Over the last decade, Silicon Valley has made waves in the defense tech industry. Startups like Anduril, which makes autonomous vehicles for military use, have secured multimillion-dollar contracts from the US government. Luckey founded Anduril in 2017 after previously founding virtual reality company Oculus, which he sold to Meta for $2 billion.
Last month, Anduril unveiled its new AI-powered Bolt-M drone, which fits in a backpack. Anduril developed the drones as part of $249 million in contracts awarded to the companies Anduril, AeroVironment, and Teledyne FLIR to provide "kamikaze drones" for the Defense Department, according to DefenseScoop, a military news blog.
In an interview with Bloomberg TV, Luckey said it is "good to have someone inbound who is deeply aligned with the idea that we need to be spending less on defense while still getting more: that we need to do a better job of procuring the defense tools that protect our country."
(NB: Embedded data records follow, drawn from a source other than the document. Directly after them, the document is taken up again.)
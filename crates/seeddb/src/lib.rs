//! # seeddb
//!
//! Resolves identifiers and URLs scraped from provider pages into canonical
//! music database identifiers.
//!
//! ## Architecture
//! - **Caches**: one `seedcache::BoundedCache` per lookup kind (MBID -> ID,
//!   URL -> relations per entity kind, URL -> last 404 per entity kind)
//! - **Rate limiting**: one token bucket shared by every outgoing request
//! - **Matching**: edit distance over normalized names to pick one of
//!   several related entities
//! - **Transport**: `reqwest` behind a trait so tests can count requests
//!
//! ```no_run
//! use seeddb::{Client, ClientConfig, EntityKind};
//! use tokio_util::sync::CancellationToken;
//!
//! # async fn run() -> seeddb::Result<()> {
//! let client = Client::new(ClientConfig::default())?;
//! let cancel = CancellationToken::new();
//! let artist = client
//!     .resolve_best_match(&cancel, "https://artist.bandcamp.com/", EntityKind::Artist, "Artist")
//!     .await?;
//! # Ok(())
//! # }
//! ```

#![warn(missing_docs)]

mod client;
mod config;
mod error;
mod kind;
mod limiter;
mod parser;
mod resolver;
mod transport;

pub mod matching;
pub mod text;

#[cfg(test)]
mod testutil;

pub use client::{Client, Clock};
pub use config::{ClientConfig, DEFAULT_SERVER_URL};
pub use error::{Error, Result};
pub use kind::{EntityInfo, EntityKind, KindSpec, KIND_SPECS};
pub use limiter::RateLimiter;
pub use parser::{parse_mbid, NamedEntity, Relation, Target};
pub use resolver::{Resolver, StaticResolver};
pub use transport::{HttpTransport, Response, Transport};
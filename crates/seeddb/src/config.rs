//! Client configuration

use std::time::Duration;

use serde::Deserialize;

/// Default server queried for identifiers and URL relations
pub const DEFAULT_SERVER_URL: &str = "https://musicbrainz.org";

/// Settings supplied when building a [`Client`](crate::Client)
#[derive(Debug, Clone, PartialEq, Deserialize)]
#[serde(default)]
pub struct ClientConfig {
    /// Base address of the remote API; trailing slashes are dropped
    pub server_url: String,
    /// Version reported in the identifying User-Agent header
    pub app_version: String,
    /// Ceiling on outgoing requests per second
    pub max_qps: f64,
    /// Requests that may be issued back to back before pacing kicks in
    pub burst: u32,
    /// Capacity of the identifier -> database ID cache
    pub id_cache_size: usize,
    /// Capacity of each per-kind URL -> relations cache
    pub relation_cache_size: usize,
    /// Capacity of each per-kind URL -> last miss cache
    pub miss_cache_size: usize,
    /// How long a 404 for a URL suppresses further lookups
    pub miss_ttl: Duration,
    /// Per-request transport timeout
    pub request_timeout: Duration,
    /// When false, relation lookups never touch the network
    pub allow_network: bool,
}

impl Default for ClientConfig {
    fn default() -> Self {
        Self {
            server_url: DEFAULT_SERVER_URL.to_string(),
            app_version: env!("CARGO_PKG_VERSION").to_string(),
            max_qps: 1.0,
            burst: 1,
            id_cache_size: 256,
            relation_cache_size: 256,
            miss_cache_size: 256,
            miss_ttl: Duration::from_secs(60),
            request_timeout: Duration::from_secs(15),
            allow_network: true,
        }
    }
}

impl ClientConfig {
    /// Point the client at a different server
    pub fn with_server_url(mut self, url: impl Into<String>) -> Self {
        self.server_url = url.into().trim_end_matches('/').to_string();
        self
    }

    /// Set the version reported to the server
    pub fn with_app_version(mut self, version: impl Into<String>) -> Self {
        self.app_version = version.into();
        self
    }

    /// Set the request rate ceiling
    pub fn with_max_qps(mut self, qps: f64) -> Self {
        self.max_qps = qps;
        self
    }

    /// Set the capacity used by every cache
    pub fn with_cache_size(mut self, size: usize) -> Self {
        self.id_cache_size = size;
        self.relation_cache_size = size;
        self.miss_cache_size = size;
        self
    }

    /// Set how long 404s are remembered
    pub fn with_miss_ttl(mut self, ttl: Duration) -> Self {
        self.miss_ttl = ttl;
        self
    }

    /// Disallow relation lookups over the network
    pub fn offline(mut self) -> Self {
        self.allow_network = false;
        self
    }

    /// Identifying header value attached to every request
    pub fn user_agent(&self) -> String {
        format!(
            "formseed/{} ( https://github.com/formseed/formseed )",
            self.app_version
        )
    }
}
//! Error types for seeddb

use thiserror::Error;

/// Result type alias for seeddb operations
pub type Result<T> = std::result::Result<T, Error>;

/// Error types for resolution operations
#[derive(Error, Debug, Clone, PartialEq, Eq)]
pub enum Error {
    /// Caller-supplied identifier is malformed; no I/O was performed
    #[error("Invalid identifier {0:?}")]
    InvalidIdentifier(String),

    /// Server answered with a non-success status other than 404
    #[error("Got status {status} for {url}")]
    Status {
        /// HTTP status code
        status: u16,
        /// Requested URL
        url: String,
    },

    /// Connection or I/O failure
    #[error("Transport error: {0}")]
    Transport(String),

    /// Request did not complete within the transport timeout
    #[error("Request timed out: {0}")]
    Timeout(String),

    /// Successful response that lacks the expected data
    #[error("Missing data: {0}")]
    MissingData(String),

    /// Response body could not be decoded
    #[error("Decode error: {0}")]
    Decode(String),

    /// Client settings cannot be turned into a working transport
    #[error("Invalid configuration: {0}")]
    Config(String),

    /// The caller's cancellation token fired
    #[error("Operation cancelled")]
    Cancelled,
}

impl Error {
    /// Whether repeating the same call later might succeed
    pub fn is_retryable(&self) -> bool {
        match self {
            Error::Transport(_) | Error::Timeout(_) => true,
            Error::Status { status, .. } => *status == 429 || *status >= 500,
            Error::InvalidIdentifier(_)
            | Error::MissingData(_)
            | Error::Decode(_)
            | Error::Config(_)
            | Error::Cancelled => false,
        }
    }

    /// Whether the error came from the caller cancelling the operation
    pub fn is_cancelled(&self) -> bool {
        matches!(self, Error::Cancelled)
    }
}

impl From<reqwest::Error> for Error {
    fn from(err: reqwest::Error) -> Self {
        if err.is_timeout() {
            Error::Timeout(err.to_string())
        } else {
            Error::Transport(err.to_string())
        }
    }
}

impl From<serde_json::Error> for Error {
    fn from(err: serde_json::Error) -> Self {
        Error::Decode(err.to_string())
    }
}

impl From<quick_xml::de::DeError> for Error {
    fn from(err: quick_xml::de::DeError) -> Self {
        Error::Decode(err.to_string())
    }
}

#[cfg(test)]
mod tests {
    use super::*;

    #[test]
    fn test_retry_classes() {
        assert!(Error::Transport("reset".into()).is_retryable());
        assert!(Error::Timeout("slow".into()).is_retryable());
        assert!(Error::Status { status: 503, url: "u".into() }.is_retryable());
        assert!(Error::Status { status: 429, url: "u".into() }.is_retryable());
        assert!(!Error::Status { status: 400, url: "u".into() }.is_retryable());
        assert!(!Error::InvalidIdentifier("x".into()).is_retryable());
        assert!(!Error::MissingData("id".into()).is_retryable());
        assert!(!Error::Config("bad header".into()).is_retryable());
        assert!(!Error::Cancelled.is_retryable());
    }

    #[test]
    fn test_display() {
        let err = Error::Status {
            status: 500,
            url: "https://example.org/ws".into(),
        };
        assert_eq!(err.to_string(), "Got status 500 for https://example.org/ws");
        assert!(Error::Cancelled.is_cancelled());
    }
}
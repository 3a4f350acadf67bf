//! Per-key request gating built on [`BoundedCache::test_and_set`]

use std::time::{Duration, Instant};

use crate::bounded::BoundedCache;

/// Allows at most one request per key within `min_delay`.
///
/// The last allowed time of each key lives in a [`BoundedCache`], so a key
/// that has been evicted is treated as never seen.
#[derive(Debug)]
pub struct AccessGate {
    last_allowed: BoundedCache<Instant>,
    min_delay: Duration,
}

impl AccessGate {
    /// Create a gate tracking up to `capacity` keys
    pub fn new(capacity: usize, min_delay: Duration) -> Self {
        Self {
            last_allowed: BoundedCache::new(capacity),
            min_delay,
        }
    }

    /// Decide whether a request for `key` at `now` may proceed.
    ///
    /// An allowed request records `now` as the key's last allowed time.
    /// Concurrent callers for the same key cannot both be allowed.
    pub fn allow(&self, key: &str, now: Instant) -> bool {
        let min_delay = self.min_delay;
        self.last_allowed
            .test_and_set(key, now, |last| now.saturating_duration_since(*last) >= min_delay)
    }

    /// Minimum delay between allowed requests for one key
    pub fn min_delay(&self) -> Duration {
        self.min_delay
    }
}

#[cfg(test)]
mod tests {
    use super::*;

    #[test]
    fn test_gate_spacing() {
        let gate = AccessGate::new(16, Duration::from_secs(3));
        let start = Instant::now();
        let at = |secs| start + Duration::from_secs(secs);

        assert!(gate.allow("client", at(0)));
        assert!(!gate.allow("client", at(1)));
        assert!(!gate.allow("client", at(2)));
        assert!(gate.allow("client", at(3)));
        assert!(!gate.allow("client", at(4)));
    }

    #[test]
    fn test_gate_keys_independent() {
        let gate = AccessGate::new(16, Duration::from_secs(3));
        let now = Instant::now();

        assert!(gate.allow("a", now));
        assert!(gate.allow("b", now));
        assert!(!gate.allow("a", now));
    }

    #[test]
    fn test_gate_denied_request_does_not_reset_window() {
        let gate = AccessGate::new(16, Duration::from_secs(3));
        let start = Instant::now();

        assert!(gate.allow("k", start));
        assert!(!gate.allow("k", start + Duration::from_secs(2)));
        assert!(gate.allow("k", start + Duration::from_secs(3)));
    }
}
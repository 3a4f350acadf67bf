//! Outbound HTTP seam
//!
//! The client only needs "GET this URL, give me the status and body", so the
//! network sits behind [`Transport`] and tests can count or script calls.

use async_trait::async_trait;
use reqwest::header::{HeaderMap, HeaderValue, ACCEPT, USER_AGENT};
use tracing::debug;

use crate::config::ClientConfig;
use crate::error::{Error, Result};

/// Status and body of a completed request
#[derive(Debug, Clone, PartialEq, Eq)]
pub struct Response {
    /// HTTP status code
    pub status: u16,
    /// Response body
    pub body: String,
}

impl Response {
    /// Build a response with the given status and body
    pub fn new(status: u16, body: impl Into<String>) -> Self {
        Self {
            status,
            body: body.into(),
        }
    }

    /// Whether the status is 2xx
    pub fn is_success(&self) -> bool {
        (200..300).contains(&self.status)
    }
}

/// Issues GET requests to the remote API.
///
/// Implementations return `Ok` for any response that arrived, whatever its
/// status, and `Err` only when no response was received.
#[async_trait]
pub trait Transport: Send + Sync {
    /// Fetch `url`
    async fn get(&self, url: &str) -> Result<Response>;
}

/// [`Transport`] backed by a `reqwest` client carrying the identifying header
#[derive(Debug, Clone)]
pub struct HttpTransport {
    http_client: reqwest::Client,
}

impl HttpTransport {
    /// Build a transport using `config`'s timeout and User-Agent
    pub fn new(config: &ClientConfig) -> Result<Self> {
        let mut headers = HeaderMap::new();
        let agent = HeaderValue::from_str(&config.user_agent())
            .map_err(|e| Error::Config(format!("invalid User-Agent: {e}")))?;
        headers.insert(USER_AGENT, agent);
        headers.insert(
            ACCEPT,
            HeaderValue::from_static("application/xml, application/json;q=0.9"),
        );

        let http_client = reqwest::Client::builder()
            .timeout(config.request_timeout)
            .default_headers(headers)
            .build()
            .map_err(|e| Error::Config(e.to_string()))?;

        Ok(Self { http_client })
    }
}

#[async_trait]
impl Transport for HttpTransport {
    async fn get(&self, url: &str) -> Result<Response> {
        debug!(url = %url, "Fetching");
        let resp = self.http_client.get(url).send().await?;
        let status = resp.status().as_u16();
        let body = resp.text().await?;
        Ok(Response { status, body })
    }
}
"Anduril's been around for about eight years now," Luckey said. "We did well under Trump in his first administration, and we did even better under Biden in his administration, and I think we're going to do even better now."
Some of the defense tech industry's optimism for Trump's victory lies in SpaceX founder Elon Musk's proximity to the president-elect and his vice president, JD Vance, Forbes reported.
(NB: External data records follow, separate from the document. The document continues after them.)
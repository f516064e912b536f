//! Path listings over an address space. Results keep traversal order.

use crate::tree::{depth, text_matches, AddressSpace};

/// Paths containing `word`, optionally ignoring case.
pub fn filter<'s>(space: &'s AddressSpace<'_>, word: &str, case_sensitive: bool) -> Vec<&'s str> {
    space
        .paths()
        .filter(|path| text_matches(path, word, case_sensitive))
        .collect()
}

/// Paths with at most `max_depth` dot-separated segments.
pub fn at_depth<'s>(space: &'s AddressSpace<'_>, max_depth: usize) -> Vec<&'s str> {
    space.paths().filter(|path| depth(path) <= max_depth).collect()
}

pub fn with_prefix<'s>(space: &'s AddressSpace<'_>, prefix: &str) -> Vec<&'s str> {
    space.paths().filter(|path| path.starts_with(prefix)).collect()
}

pub fn all<'s>(space: &'s AddressSpace<'_>) -> Vec<&'s str> {
    space.paths().collect()
}
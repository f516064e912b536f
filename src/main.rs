// src/main.rs
use std::io::{self, IsTerminal};
use std::process::ExitCode;

use anyhow::{Context, Result};
use clap::Parser;
use colored::Colorize;

use jason_scout_lib::config::{init_logging, Args, Config};
use jason_scout_lib::error::AppError;
use jason_scout_lib::file::{self, Document};
use jason_scout_lib::output;
use jason_scout_lib::repl::{self, EditorLines, PathHelper, ScriptedLines};
use jason_scout_lib::state::{session_timestamp, Session};
use jason_scout_lib::store::SessionStore;

fn load_document(config: &Config) -> std::result::Result<Document, AppError> {
    match &config.json_file {
        Some(path) => file::open_file(path),
        None if !io::stdin().is_terminal() => file::open_reader(io::stdin().lock()),
        None => Err(AppError::NoInput),
    }
}

fn browse(config: &Config, doc: &Document) -> Result<()> {
    let store_dir = config.store_dir.clone().unwrap_or_else(|| doc.store_dir.clone());
    let store = SessionStore::new(store_dir, &doc.source_name, &session_timestamp());
    tracing::info!(store = %store.file().display(), "session started");

    let mut session = Session::new(&doc.root, store);
    let mut out = io::stdout().lock();

    if config.interactive() {
        println!("{}", output::help());
        let paths = session.address_space().paths().map(str::to_string).collect();
        let mut lines = EditorLines::new(PathHelper::new(paths), config.history_file.clone())
            .context("failed to start line editor")?;
        repl::run(&mut session, &mut lines, &mut out)?;
    } else {
        let mut lines = ScriptedLines::new(config.commands.iter().cloned());
        repl::run(&mut session, &mut lines, &mut out)?;
    }
    Ok(())
}

pub fn main() -> ExitCode {
    let config = Config::from(Args::parse());
    if !config.color {
        colored::control::set_override(false);
    }
    init_logging(&config.log_level);

    let doc = match load_document(&config) {
        Ok(doc) => doc,
        Err(e) => {
            eprintln!("{}", format!("Error: {e}").red());
            return ExitCode::FAILURE;
        }
    };

    match browse(&config, &doc) {
        Ok(()) => ExitCode::SUCCESS,
        Err(e) => {
            eprintln!("{}", format!("An unexpected error occurred: {e:#}").red());
            ExitCode::FAILURE
        }
    }
}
"The close relationships between Vance, Elon, and the defense VC and startup ecosystem will create a huge opening for real defense acquisition reform and widening of the number of players," Nathan Mintz, CEO of CX2, an electronic warfare company, told the outlet.
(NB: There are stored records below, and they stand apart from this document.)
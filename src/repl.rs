//! Command loop and line editing

use std::borrow::Cow;
use std::collections::VecDeque;
use std::io::Write;
use std::path::PathBuf;

use colored::Colorize;
use rustyline::completion::{Completer, Pair};
use rustyline::error::ReadlineError;
use rustyline::highlight::Highlighter;
use rustyline::hint::Hinter;
use rustyline::history::FileHistory;
use rustyline::validate::Validator;
use rustyline::{CompletionType, Config, Context, EditMode, Editor, Helper};

use crate::command::{self, COMMANDS};
use crate::error::Result;
use crate::output;
use crate::state::{Session, FAREWELL};
use crate::types::{Flow, Input};

/// Where command lines come from.
pub trait LineSource {
    fn read_line(&mut self, prompt: &str) -> Result<Input>;
}

/// Read, execute and render commands until `%` or end of input.
pub fn run<S: LineSource, W: Write>(session: &mut Session<'_>, source: &mut S, out: &mut W) -> Result<()> {
    loop {
        let line = match source.read_line(output::PROMPT)? {
            Input::Line(line) => line,
            Input::Interrupted => {
                writeln!(out, "^C")?;
                continue;
            }
            Input::Eof => {
                writeln!(out, "\n{}", output::notice("EOF detected. Exiting."))?;
                break;
            }
        };
        tracing::debug!(line = %line, "command");
        if session.execute(command::parse(&line), out)? == Flow::Exit {
            break;
        }
    }
    writeln!(out, "{}", FAREWELL.green())?;
    Ok(())
}

/// Fixed list of commands, used for `-c` runs.
pub struct ScriptedLines {
    lines: VecDeque<String>,
}

impl ScriptedLines {
    pub fn new<I: IntoIterator<Item = String>>(lines: I) -> Self {
        Self {
            lines: lines.into_iter().collect(),
        }
    }
}

impl LineSource for ScriptedLines {
    fn read_line(&mut self, _prompt: &str) -> Result<Input> {
        Ok(self.lines.pop_front().map_or(Input::Eof, Input::Line))
    }
}

/// Completion of commands and document paths.
pub struct PathHelper {
    paths: Vec<String>,
}

impl PathHelper {
    pub fn new(paths: Vec<String>) -> Self {
        Self { paths }
    }

    fn candidates(&self, text: &str) -> Vec<Pair> {
        if text.starts_with('/') {
            COMMANDS
                .iter()
                .filter(|info| info.name.starts_with(text))
                .map(|info| Pair {
                    display: format!("{:<4} {}", info.name, info.summary.yellow()),
                    replacement: info.name.to_string(),
                })
                .collect()
        } else {
            self.paths
                .iter()
                .filter(|path| path.starts_with(text))
                .map(|path| Pair {
                    display: path.clone(),
                    replacement: path.clone(),
                })
                .collect()
        }
    }
}

impl Completer for PathHelper {
    type Candidate = Pair;

    fn complete(&self, line: &str, pos: usize, _ctx: &Context<'_>) -> rustyline::Result<(usize, Vec<Pair>)> {
        let line = &line[..pos];
        let start = line.rfind(char::is_whitespace).map(|i| i + 1).unwrap_or(0);
        Ok((start, self.candidates(&line[start..])))
    }
}

impl Hinter for PathHelper {
    type Hint = String;
}

impl Highlighter for PathHelper {
    fn highlight_prompt<'b, 's: 'b, 'p: 'b>(&'s self, prompt: &'p str, _default: bool) -> Cow<'b, str> {
        Cow::Owned(prompt.green().to_string())
    }
}

impl Validator for PathHelper {}

impl Helper for PathHelper {}

/// Interactive line source backed by rustyline, with history.
pub struct EditorLines {
    editor: Editor<PathHelper, FileHistory>,
    history_file: PathBuf,
}

impl EditorLines {
    pub fn new(helper: PathHelper, history_file: PathBuf) -> Result<Self> {
        let config = Config::builder()
            .history_ignore_space(true)
            .completion_type(CompletionType::List)
            .edit_mode(EditMode::Emacs)
            .build();

        let mut editor = Editor::with_config(config)?;
        editor.set_helper(Some(helper));
        if let Err(e) = editor.load_history(&history_file) {
            tracing::debug!(error = %e, "no history loaded");
        }

        Ok(Self { editor, history_file })
    }
}

impl LineSource for EditorLines {
    fn read_line(&mut self, prompt: &str) -> Result<Input> {
        match self.editor.readline(prompt) {
            Ok(line) => {
                if !line.trim().is_empty() {
                    if let Err(e) = self.editor.add_history_entry(line.as_str()) {
                        tracing::debug!(error = %e, "history entry not added");
                    }
                }
                Ok(Input::Line(line))
            }
            Err(ReadlineError::Interrupted) => Ok(Input::Interrupted),
            Err(ReadlineError::Eof) => Ok(Input::Eof),
            Err(e) => Err(e.into()),
        }
    }
}

impl Drop for EditorLines {
    fn drop(&mut self) {
        if let Err(e) = self.editor.save_history(&self.history_file) {
            tracing::debug!(error = %e, "history not saved");
        }
    }
}

#[cfg(test)]
mod tests {
    use super::*;
    use crate::store::SessionStore;
    use serde_json::json;
    use tempfile::tempdir;

    fn transcript(doc: &serde_json::Value, lines: &[&str]) -> String {
        colored::control::set_override(false);
        let dir = tempdir().unwrap();
        let mut session = Session::new(doc, SessionStore::new(dir.path(), "doc", "ts"));
        let mut source = ScriptedLines::new(lines.iter().map(|l| l.to_string()));
        let mut out = Vec::new();
        run(&mut session, &mut source, &mut out).unwrap();
        String::from_utf8(out).unwrap()
    }

    #[test]
    fn exit_command_ends_loop_early() {
        let doc = json!({"a": 1, "b": 2});
        let text = transcript(&doc, &["?", "%", "b"]);
        assert_eq!(text, format!("a\nb\nExiting.\n{FAREWELL}\n"));
    }

    #[test]
    fn end_of_input_is_a_normal_exit() {
        let doc = json!({"a": 1});
        let text = transcript(&doc, &["a"]);
        assert_eq!(text, format!("1\n\nEOF detected. Exiting.\n{FAREWELL}\n"));
    }

    struct Interrupting(Vec<Input>);

    impl LineSource for Interrupting {
        fn read_line(&mut self, _prompt: &str) -> Result<Input> {
            Ok(if self.0.is_empty() { Input::Eof } else { self.0.remove(0) })
        }
    }

    #[test]
    fn interrupt_is_echoed_and_loop_continues() {
        colored::control::set_override(false);
        let doc = json!({"a": 1});
        let dir = tempdir().unwrap();
        let mut session = Session::new(&doc, SessionStore::new(dir.path(), "doc", "ts"));
        let mut source = Interrupting(vec![Input::Interrupted, Input::Line("a".into())]);
        let mut out = Vec::new();
        run(&mut session, &mut source, &mut out).unwrap();
        assert_eq!(
            String::from_utf8(out).unwrap(),
            format!("^C\n1\n\nEOF detected. Exiting.\n{FAREWELL}\n")
        );
    }

    #[test]
    fn completes_paths_by_prefix() {
        let helper = PathHelper::new(vec!["alpha".into(), "alpha.beta".into(), "gamma".into()]);
        let names: Vec<String> = helper.candidates("al").into_iter().map(|p| p.replacement).collect();
        assert_eq!(names, vec!["alpha", "alpha.beta"]);
        assert!(helper.candidates("zzz").is_empty());
    }

    #[test]
    fn completes_commands_with_help() {
        colored::control::set_override(false);
        let helper = PathHelper::new(Vec::new());
        let pairs = helper.candidates("/k");
        let names: Vec<&str> = pairs.iter().map(|p| p.replacement.as_str()).collect();
        assert_eq!(names, vec!["/k", "/ks", "/kl"]);
        assert!(pairs[1].display.contains("Save the results"));
    }
}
Luckey told Bloomberg that Musk has "outperformed every reasonable expectation." Luckey said he was initially skeptical of Musk's ability to take on projects at his other ventures like SpaceX and X while "also keeping this administration focused on things like space."
"But anyone who has ever bet against Elon has come away crying," Luckey said.
Defense tech leaders also say the potential elimination of so-called "cost plus" contracts, which give contractors financial incentives for meeting certain performance measures, could be good for the industry, Forbes reported.
Luckey told Bloomberg that cost-plus contracting "reward exactly the wrong things" and that defense product companies should be incentivized to use their own money to "decide what to build, how to build it, and when it's done."
"Then they have skin in the game," Luckey said. "When they fail, they lose money. When they succeed, they make money."
Luckey, a longtime supporter of Donald Trump, said he was "certain" that Trump would win the election and that his victory did not influence Anduril's planning because it was "already baked in."
Luckey added that the defense industry is "one of the few that has actually successfully remained pretty nonpartisan," noting that he is a Republican and Anduril CEO Brian Schimf is a Democrat.
"The idea that the United States military should have the strongest military in the world and that we should defend our allies around the world … it's a pretty non-partisan idea," Luckey told Bloomberg.